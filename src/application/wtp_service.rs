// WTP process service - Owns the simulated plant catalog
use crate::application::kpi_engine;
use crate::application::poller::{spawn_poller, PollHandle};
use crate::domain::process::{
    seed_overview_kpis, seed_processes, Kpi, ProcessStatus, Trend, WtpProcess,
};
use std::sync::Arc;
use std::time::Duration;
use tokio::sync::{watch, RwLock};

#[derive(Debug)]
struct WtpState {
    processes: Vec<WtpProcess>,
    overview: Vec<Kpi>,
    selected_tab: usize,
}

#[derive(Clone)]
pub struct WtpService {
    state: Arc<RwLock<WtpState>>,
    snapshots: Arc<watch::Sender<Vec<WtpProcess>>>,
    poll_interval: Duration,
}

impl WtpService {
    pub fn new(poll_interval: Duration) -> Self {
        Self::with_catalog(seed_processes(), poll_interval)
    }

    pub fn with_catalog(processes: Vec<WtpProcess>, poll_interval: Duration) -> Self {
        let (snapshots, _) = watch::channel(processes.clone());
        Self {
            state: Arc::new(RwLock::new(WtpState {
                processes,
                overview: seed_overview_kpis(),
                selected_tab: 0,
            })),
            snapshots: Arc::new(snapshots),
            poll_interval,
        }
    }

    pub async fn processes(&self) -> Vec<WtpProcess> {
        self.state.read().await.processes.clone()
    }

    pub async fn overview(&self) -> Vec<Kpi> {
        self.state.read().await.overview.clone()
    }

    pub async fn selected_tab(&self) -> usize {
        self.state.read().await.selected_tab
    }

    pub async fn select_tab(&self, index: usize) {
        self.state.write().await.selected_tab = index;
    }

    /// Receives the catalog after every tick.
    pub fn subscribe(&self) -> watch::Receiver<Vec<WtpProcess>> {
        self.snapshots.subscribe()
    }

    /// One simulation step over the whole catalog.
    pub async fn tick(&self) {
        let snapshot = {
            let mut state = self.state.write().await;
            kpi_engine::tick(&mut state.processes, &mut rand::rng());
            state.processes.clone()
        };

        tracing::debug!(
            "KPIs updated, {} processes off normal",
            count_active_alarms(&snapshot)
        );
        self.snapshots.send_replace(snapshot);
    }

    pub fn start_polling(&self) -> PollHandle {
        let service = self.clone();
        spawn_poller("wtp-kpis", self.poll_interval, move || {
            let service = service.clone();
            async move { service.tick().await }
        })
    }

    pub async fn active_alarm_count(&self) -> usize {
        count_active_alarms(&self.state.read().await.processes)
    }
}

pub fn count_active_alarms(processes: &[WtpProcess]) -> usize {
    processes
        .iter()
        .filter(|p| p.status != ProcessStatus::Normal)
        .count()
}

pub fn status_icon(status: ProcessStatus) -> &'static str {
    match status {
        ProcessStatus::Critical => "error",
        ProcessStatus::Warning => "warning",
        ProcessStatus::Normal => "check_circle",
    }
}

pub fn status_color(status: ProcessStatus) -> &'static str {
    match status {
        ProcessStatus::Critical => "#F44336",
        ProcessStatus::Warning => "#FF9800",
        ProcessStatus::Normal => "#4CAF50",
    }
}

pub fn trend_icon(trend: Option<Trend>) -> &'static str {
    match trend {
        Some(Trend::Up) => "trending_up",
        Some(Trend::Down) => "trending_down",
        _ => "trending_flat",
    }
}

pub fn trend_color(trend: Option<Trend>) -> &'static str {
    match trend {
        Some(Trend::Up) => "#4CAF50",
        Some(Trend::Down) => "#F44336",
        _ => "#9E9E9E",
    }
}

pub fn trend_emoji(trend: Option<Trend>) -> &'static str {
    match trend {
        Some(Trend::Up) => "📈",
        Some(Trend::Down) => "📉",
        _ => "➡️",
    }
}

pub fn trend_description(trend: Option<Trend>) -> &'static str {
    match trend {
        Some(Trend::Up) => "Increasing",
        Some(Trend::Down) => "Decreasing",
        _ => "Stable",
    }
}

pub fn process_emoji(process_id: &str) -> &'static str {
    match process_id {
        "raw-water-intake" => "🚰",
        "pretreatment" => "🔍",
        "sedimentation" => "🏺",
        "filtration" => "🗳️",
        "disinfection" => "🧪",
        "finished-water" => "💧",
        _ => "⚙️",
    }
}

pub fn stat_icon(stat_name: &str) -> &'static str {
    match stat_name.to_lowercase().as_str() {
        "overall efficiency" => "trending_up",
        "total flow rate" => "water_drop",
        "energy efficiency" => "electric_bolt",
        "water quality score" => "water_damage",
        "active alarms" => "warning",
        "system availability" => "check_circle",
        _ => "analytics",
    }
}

============================================================

WHAT IS REQUIRED:
The entries above should be copied out exactly, with none left out.

ANSWER TO THE EXERCISE:
filename src/application/wtp_service.rs
// WTP process service - Owns the simulated plant catalog
use crate::application::kpi_engine;
use crate::application::poller::{spawn_poller, PollHandle};
use crate::domain::process::{
    seed_overview_kpis, seed_processes, Kpi, ProcessStatus, Trend, WtpProcess,
};
use std::sync::Arc;
use std::time::Duration;
use tokio::sync::{watch, RwLock};

#[derive(Debug)]
struct WtpState {
    processes: Vec<WtpProcess>,
    overview: Vec<Kpi>,
    selected_tab: usize,
}

#[derive(Clone)]
pub struct WtpService {
    state: Arc<RwLock<WtpState>>,
    snapshots: Arc<watch::Sender<Vec<WtpProcess>>>,
    poll_interval: Duration,
}

impl WtpService {
    pub fn new(poll_interval: Duration) -> Self {
        Self::with_catalog(seed_processes(), poll_interval)
    }

    pub fn with_catalog(processes: Vec<WtpProcess>, poll_interval: Duration) -> Self {
        let (snapshots, _) = watch::channel(processes.clone());
        Self {
            state: Arc::new(RwLock::new(WtpState {
                processes,
                overview: seed_overview_kpis(),
                selected_tab: 0,
            })),
            snapshots: Arc::new(snapshots),
            poll_interval,
        }
    }

    pub async fn processes(&self) -> Vec<WtpProcess> {
        self.state.read().await.processes.clone()
    }

    pub async fn overview(&self) -> Vec<Kpi> {
        self.state.read().await.overview.clone()
    }

    pub async fn selected_tab(&self) -> usize {
        self.state.read().await.selected_tab
    }

    pub async fn select_tab(&self, index: usize) {
        self.state.write().await.selected_tab = index;
    }

    /// Receives the catalog after every tick.
    pub fn subscribe(&self) -> watch::Receiver<Vec<WtpProcess>> {
        self.snapshots.subscribe()
    }

    /// One simulation step over the whole catalog.
    pub async fn tick(&self) {
        let snapshot = {
            let mut state = self.state.write().await;
            kpi_engine::tick(&mut state.processes, &mut rand::rng());
            state.processes.clone()
        };

        tracing::debug!(
            "KPIs updated, {} processes off normal",
            count_active_alarms(&snapshot)
        );
        self.snapshots.send_replace(snapshot);
    }

    pub fn start_polling(&self) -> PollHandle {
        let service = self.clone();
        spawn_poller("wtp-kpis", self.poll_interval, move || {
            let service = service.clone();
            async move { service.tick().await }
        })
    }

    pub async fn active_alarm_count(&self) -> usize {
        count_active_alarms(&self.state.read().await.processes)
    }
}

pub fn count_active_alarms(processes: &[WtpProcess]) -> usize {
    processes
        .iter()
        .filter(|p| p.status != ProcessStatus::Normal)
        .count()
}

pub fn status_icon(status: ProcessStatus) -> &'static str {
    match status {
        ProcessStatus::Critical => "error",
        ProcessStatus::Warning => "warning",
        ProcessStatus::Normal => "check_circle",
    }
}

pub fn status_color(status: ProcessStatus) -> &'static str {
    match status {
        ProcessStatus::Critical => "#F44336",
        ProcessStatus::Warning => "#FF9800",
        ProcessStatus::Normal => "#4CAF50",
    }
}

pub fn trend_icon(trend: Option<Trend>) -> &'static str {
    match trend {
        Some(Trend::Up) => "trending_up",
        Some(Trend::Down) => "trending_down",
        _ => "trending_flat",
    }
}

pub fn trend_color(trend: Option<Trend>) -> &'static str {
    match trend {
        Some(Trend::Up) => "#4CAF50",
        Some(Trend::Down) => "#F44336",
        _ => "#9E9E9E",
    }
}

pub fn trend_emoji(trend: Option<Trend>) -> &'static str {
    match trend {
        Some(Trend::Up) => "📈",
        Some(Trend::Down) => "📉",
        _ => "➡️",
    }
}

pub fn trend_description(trend: Option<Trend>) -> &'static str {
    match trend {
        Some(Trend::Up) => "Increasing",
        Some(Trend::Down) => "Decreasing",
        _ => "Stable",
    }
}

pub fn process_emoji(process_id: &str) -> &'static str {
    match process_id {
        "raw-water-intake" => "🚰",
        "pretreatment" => "🔍",
        "sedimentation" => "🏺",
        "filtration" => "🗳️",
        "disinfection" => "🧪",
        "finished-water" => "💧",
        _ => "⚙️",
    }
}

pub fn stat_icon(stat_name: &str) -> &'static str {
    match stat_name.to_lowercase().as_str() {
        "overall efficiency" => "trending_up",
        "total flow rate" => "water_drop",
        "energy efficiency" => "electric_bolt",
        "water quality score" => "water_damage",
        "active alarms" => "warning",
        "system availability" => "check_circle",
        _ => "analytics",
    }
}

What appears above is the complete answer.